--- The input Enclosed Below ---
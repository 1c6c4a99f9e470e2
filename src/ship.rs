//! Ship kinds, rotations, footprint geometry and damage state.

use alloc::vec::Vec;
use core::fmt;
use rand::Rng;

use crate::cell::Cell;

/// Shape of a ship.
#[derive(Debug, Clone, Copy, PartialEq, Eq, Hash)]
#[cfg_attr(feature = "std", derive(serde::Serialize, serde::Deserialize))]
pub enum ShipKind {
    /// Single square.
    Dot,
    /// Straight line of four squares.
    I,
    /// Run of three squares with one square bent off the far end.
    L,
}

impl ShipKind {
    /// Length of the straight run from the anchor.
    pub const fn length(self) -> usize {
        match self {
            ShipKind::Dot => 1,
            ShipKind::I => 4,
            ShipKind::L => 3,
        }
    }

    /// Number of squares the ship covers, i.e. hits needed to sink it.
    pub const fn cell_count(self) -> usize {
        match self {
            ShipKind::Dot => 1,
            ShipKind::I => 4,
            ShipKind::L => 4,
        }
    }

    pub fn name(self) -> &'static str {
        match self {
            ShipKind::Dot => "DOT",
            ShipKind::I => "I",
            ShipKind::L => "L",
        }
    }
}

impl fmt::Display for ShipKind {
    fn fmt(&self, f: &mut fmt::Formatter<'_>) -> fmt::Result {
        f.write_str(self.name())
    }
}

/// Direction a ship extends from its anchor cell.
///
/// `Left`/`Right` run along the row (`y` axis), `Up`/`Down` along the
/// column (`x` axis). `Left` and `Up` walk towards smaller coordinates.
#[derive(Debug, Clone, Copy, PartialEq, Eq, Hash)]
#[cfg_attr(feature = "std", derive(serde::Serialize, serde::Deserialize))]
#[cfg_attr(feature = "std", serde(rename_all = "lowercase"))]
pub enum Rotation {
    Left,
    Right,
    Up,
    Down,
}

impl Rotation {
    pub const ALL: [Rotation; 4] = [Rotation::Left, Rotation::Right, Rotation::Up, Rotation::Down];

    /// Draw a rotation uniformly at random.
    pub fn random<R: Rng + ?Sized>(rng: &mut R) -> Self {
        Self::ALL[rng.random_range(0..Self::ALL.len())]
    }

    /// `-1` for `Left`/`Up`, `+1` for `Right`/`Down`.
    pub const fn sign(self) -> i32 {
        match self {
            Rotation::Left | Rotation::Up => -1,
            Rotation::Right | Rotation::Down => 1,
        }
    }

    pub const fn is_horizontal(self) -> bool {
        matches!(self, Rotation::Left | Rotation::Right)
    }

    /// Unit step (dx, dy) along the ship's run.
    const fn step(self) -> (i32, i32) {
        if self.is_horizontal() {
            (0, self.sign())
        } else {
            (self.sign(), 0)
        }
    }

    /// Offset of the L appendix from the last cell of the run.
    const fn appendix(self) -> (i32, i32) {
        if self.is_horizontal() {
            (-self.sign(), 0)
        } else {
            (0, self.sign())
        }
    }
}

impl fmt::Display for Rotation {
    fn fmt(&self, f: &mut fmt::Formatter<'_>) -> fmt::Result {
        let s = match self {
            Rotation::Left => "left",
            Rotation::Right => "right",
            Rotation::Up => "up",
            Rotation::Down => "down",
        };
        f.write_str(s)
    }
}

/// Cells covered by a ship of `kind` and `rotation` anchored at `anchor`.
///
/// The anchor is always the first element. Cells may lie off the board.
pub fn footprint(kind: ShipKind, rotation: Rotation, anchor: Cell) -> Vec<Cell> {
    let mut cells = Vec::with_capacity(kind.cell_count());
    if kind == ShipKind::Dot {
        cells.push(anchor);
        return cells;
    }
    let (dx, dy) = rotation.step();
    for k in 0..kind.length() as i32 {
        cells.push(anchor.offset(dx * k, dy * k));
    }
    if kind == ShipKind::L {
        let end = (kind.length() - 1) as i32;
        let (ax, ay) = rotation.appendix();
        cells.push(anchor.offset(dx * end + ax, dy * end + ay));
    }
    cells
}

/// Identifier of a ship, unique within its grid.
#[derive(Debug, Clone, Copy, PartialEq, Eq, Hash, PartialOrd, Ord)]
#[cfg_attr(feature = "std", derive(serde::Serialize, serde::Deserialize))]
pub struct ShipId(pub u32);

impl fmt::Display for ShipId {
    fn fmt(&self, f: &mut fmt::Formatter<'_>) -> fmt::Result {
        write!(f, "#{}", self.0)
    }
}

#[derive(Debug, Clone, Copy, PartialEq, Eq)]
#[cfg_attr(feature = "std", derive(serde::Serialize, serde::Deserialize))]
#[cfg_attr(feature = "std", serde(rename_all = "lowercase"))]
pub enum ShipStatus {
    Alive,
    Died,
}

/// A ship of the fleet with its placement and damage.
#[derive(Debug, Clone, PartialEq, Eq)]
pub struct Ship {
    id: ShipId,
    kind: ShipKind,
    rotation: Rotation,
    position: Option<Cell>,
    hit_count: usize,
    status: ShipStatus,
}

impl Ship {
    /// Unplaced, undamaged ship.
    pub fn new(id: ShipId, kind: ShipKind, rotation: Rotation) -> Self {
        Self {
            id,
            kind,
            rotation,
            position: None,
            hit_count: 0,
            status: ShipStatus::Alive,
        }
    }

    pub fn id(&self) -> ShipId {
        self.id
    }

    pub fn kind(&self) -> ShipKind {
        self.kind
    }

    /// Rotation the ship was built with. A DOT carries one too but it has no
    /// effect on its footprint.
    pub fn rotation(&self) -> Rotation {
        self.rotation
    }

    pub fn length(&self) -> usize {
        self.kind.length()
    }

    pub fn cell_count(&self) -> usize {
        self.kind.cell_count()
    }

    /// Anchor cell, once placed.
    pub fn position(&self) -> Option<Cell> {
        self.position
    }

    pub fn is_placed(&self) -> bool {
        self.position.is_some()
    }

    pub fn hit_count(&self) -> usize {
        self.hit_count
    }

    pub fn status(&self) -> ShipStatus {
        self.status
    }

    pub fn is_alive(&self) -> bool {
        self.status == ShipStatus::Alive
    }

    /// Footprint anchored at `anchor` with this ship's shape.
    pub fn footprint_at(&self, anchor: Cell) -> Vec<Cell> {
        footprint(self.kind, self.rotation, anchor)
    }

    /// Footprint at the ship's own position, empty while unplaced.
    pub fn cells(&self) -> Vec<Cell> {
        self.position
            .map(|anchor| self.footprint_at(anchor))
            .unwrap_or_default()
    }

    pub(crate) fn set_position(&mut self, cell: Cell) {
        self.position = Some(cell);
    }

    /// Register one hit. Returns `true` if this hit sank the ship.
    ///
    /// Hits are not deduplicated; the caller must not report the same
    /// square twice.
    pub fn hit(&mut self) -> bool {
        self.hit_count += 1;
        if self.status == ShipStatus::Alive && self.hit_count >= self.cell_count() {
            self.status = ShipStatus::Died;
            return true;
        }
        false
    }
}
--- End of Enclosed The input ---
_What this task involves_.
Beginning with the first line above, transcribe all of the data exactly.

_Reply_.
repository 1c6c4a99f9e470e2
filename src/ship.rs
//! Ship kinds, rotations, footprint geometry and damage state.

use alloc::vec::Vec;
use core::fmt;
use rand::Rng;

use crate::cell::Cell;

/// Shape of a ship.
#[derive(Debug, Clone, Copy, PartialEq, Eq, Hash)]
#[cfg_attr(feature = "std", derive(serde::Serialize, serde::Deserialize))]
pub enum ShipKind {
    /// Single square.
    Dot,
    /// Straight line of four squares.
    I,
    /// Run of three squares with one square bent off the far end.
    L,
}

impl ShipKind {
    /// Length of the straight run from the anchor.
    pub const fn length(self) -> usize {
        match self {
            ShipKind::Dot => 1,
            ShipKind::I => 4,
            ShipKind::L => 3,
        }
    }

    /// Number of squares the ship covers, i.e. hits needed to sink it.
    pub const fn cell_count(self) -> usize {
        match self {
            ShipKind::Dot => 1,
            ShipKind::I => 4,
            ShipKind::L => 4,
        }
    }

    pub fn name(self) -> &'static str {
        match self {
            ShipKind::Dot => "DOT",
            ShipKind::I => "I",
            ShipKind::L => "L",
        }
    }
}

impl fmt::Display for ShipKind {
    fn fmt(&self, f: &mut fmt::Formatter<'_>) -> fmt::Result {
        f.write_str(self.name())
    }
}

/// Direction a ship extends from its anchor cell.
///
/// `Left`/`Right` run along the row (`y` axis), `Up`/`Down` along the
/// column (`x` axis). `Left` and `Up` walk towards smaller coordinates.
#[derive(Debug, Clone, Copy, PartialEq, Eq, Hash)]
#[cfg_attr(feature = "std", derive(serde::Serialize, serde::Deserialize))]
#[cfg_attr(feature = "std", serde(rename_all = "lowercase"))]
pub enum Rotation {
    Left,
    Right,
    Up,
    Down,
}

impl Rotation {
    pub const ALL: [Rotation; 4] = [Rotation::Left, Rotation::Right, Rotation::Up, Rotation::Down];

    /// Draw a rotation uniformly at random.
    pub fn random<R: Rng + ?Sized>(rng: &mut R) -> Self {
        Self::ALL[rng.random_range(0..Self::ALL.len())]
    }

    /// `-1` for `Left`/`Up`, `+1` for `Right`/`Down`.
    pub const fn sign(self) -> i32 {
        match self {
            Rotation::Left | Rotation::Up => -1,
            Rotation::Right | Rotation::Down => 1,
        }
    }

    pub const fn is_horizontal(self) -> bool {
        matches!(self, Rotation::Left | Rotation::Right)
    }

    /// Unit step (dx, dy) along the ship's run.
    const fn step(self) -> (i32, i32) {
        if self.is_horizontal() {
            (0, self.sign())
        } else {
            (self.sign(), 0)
        }
    }

    /// Offset of the L appendix from the last cell of the run.
    const fn appendix(self) -> (i32, i32) {
        if self.is_horizontal() {
            (-self.sign(), 0)
        } else {
            (0, self.sign())
        }
    }
}

impl fmt::Display for Rotation {
    fn fmt(&self, f: &mut fmt::Formatter<'_>) -> fmt::Result {
        let s = match self {
            Rotation::Left => "left",
            Rotation::Right => "right",
            Rotation::Up => "up",
            Rotation::Down => "down",
        };
        f.write_str(s)
    }
}

/// Cells covered by a ship of `kind` and `rotation` anchored at `anchor`.
///
/// The anchor is always the first element. Cells may lie off the board.
pub fn footprint(kind: ShipKind, rotation: Rotation, anchor: Cell) -> Vec<Cell> {
    let mut cells = Vec::with_capacity(kind.cell_count());
    if kind == ShipKind::Dot {
        cells.push(anchor);
        return cells;
    }
    let (dx, dy) = rotation.step();
    for k in 0..kind.length() as i32 {
        cells.push(anchor.offset(dx * k, dy * k));
    }
    if kind == ShipKind::L {
        let end = (kind.length() - 1) as i32;
        let (ax, ay) = rotation.appendix();
        cells.push(anchor.offset(dx * end + ax, dy * end + ay));
    }
    cells
}

/// Identifier of a ship, unique within its grid.
#[derive(Debug, Clone, Copy, PartialEq, Eq, Hash, PartialOrd, Ord)]
#[cfg_attr(feature = "std", derive(serde::Serialize, serde::Deserialize))]
pub struct ShipId(pub u32);

impl fmt::Display for ShipId {
    fn fmt(&self, f: &mut fmt::Formatter<'_>) -> fmt::Result {
        write!(f, "#{}", self.0)
    }
}

#[derive(Debug, Clone, Copy, PartialEq, Eq)]
#[cfg_attr(feature = "std", derive(serde::Serialize, serde::Deserialize))]
#[cfg_attr(feature = "std", serde(rename_all = "lowercase"))]
pub enum ShipStatus {
    Alive,
    Died,
}

/// A ship of the fleet with its placement and damage.
#[derive(Debug, Clone, PartialEq, Eq)]
pub struct Ship {
    id: ShipId,
    kind: ShipKind,
    rotation: Rotation,
    position: Option<Cell>,
    hit_count: usize,
    status: ShipStatus,
}

impl Ship {
    /// Unplaced, undamaged ship.
    pub fn new(id: ShipId, kind: ShipKind, rotation: Rotation) -> Self {
        Self {
            id,
            kind,
            rotation,
            position: None,
            hit_count: 0,
            status: ShipStatus::Alive,
        }
    }

    pub fn id(&self) -> ShipId {
        self.id
    }

    pub fn kind(&self) -> ShipKind {
        self.kind
    }

    /// Rotation the ship was built with. A DOT carries one too but it has no
    /// effect on its footprint.
    pub fn rotation(&self) -> Rotation {
        self.rotation
    }

    pub fn length(&self) -> usize {
        self.kind.length()
    }

    pub fn cell_count(&self) -> usize {
        self.kind.cell_count()
    }

    /// Anchor cell, once placed.
    pub fn position(&self) -> Option<Cell> {
        self.position
    }

    pub fn is_placed(&self) -> bool {
        self.position.is_some()
    }

    pub fn hit_count(&self) -> usize {
        self.hit_count
    }

    pub fn status(&self) -> ShipStatus {
        self.status
    }

    pub fn is_alive(&self) -> bool {
        self.status == ShipStatus::Alive
    }

    /// Footprint anchored at `anchor` with this ship's shape.
    pub fn footprint_at(&self, anchor: Cell) -> Vec<Cell> {
        footprint(self.kind, self.rotation, anchor)
    }

    /// Footprint at the ship's own position, empty while unplaced.
    pub fn cells(&self) -> Vec<Cell> {
        self.position
            .map(|anchor| self.footprint_at(anchor))
            .unwrap_or_default()
    }

    pub(crate) fn set_position(&mut self, cell: Cell) {
        self.position = Some(cell);
    }

    /// Register one hit. Returns `true` if this hit sank the ship.
    ///
    /// Hits are not deduplicated; the caller must not report the same
    /// square twice.
    pub fn hit(&mut self) -> bool {
        self.hit_count += 1;
        if self.status == ShipStatus::Alive && self.hit_count >= self.cell_count() {
            self.status = ShipStatus::Died;
            return true;
        }
        false
    }
}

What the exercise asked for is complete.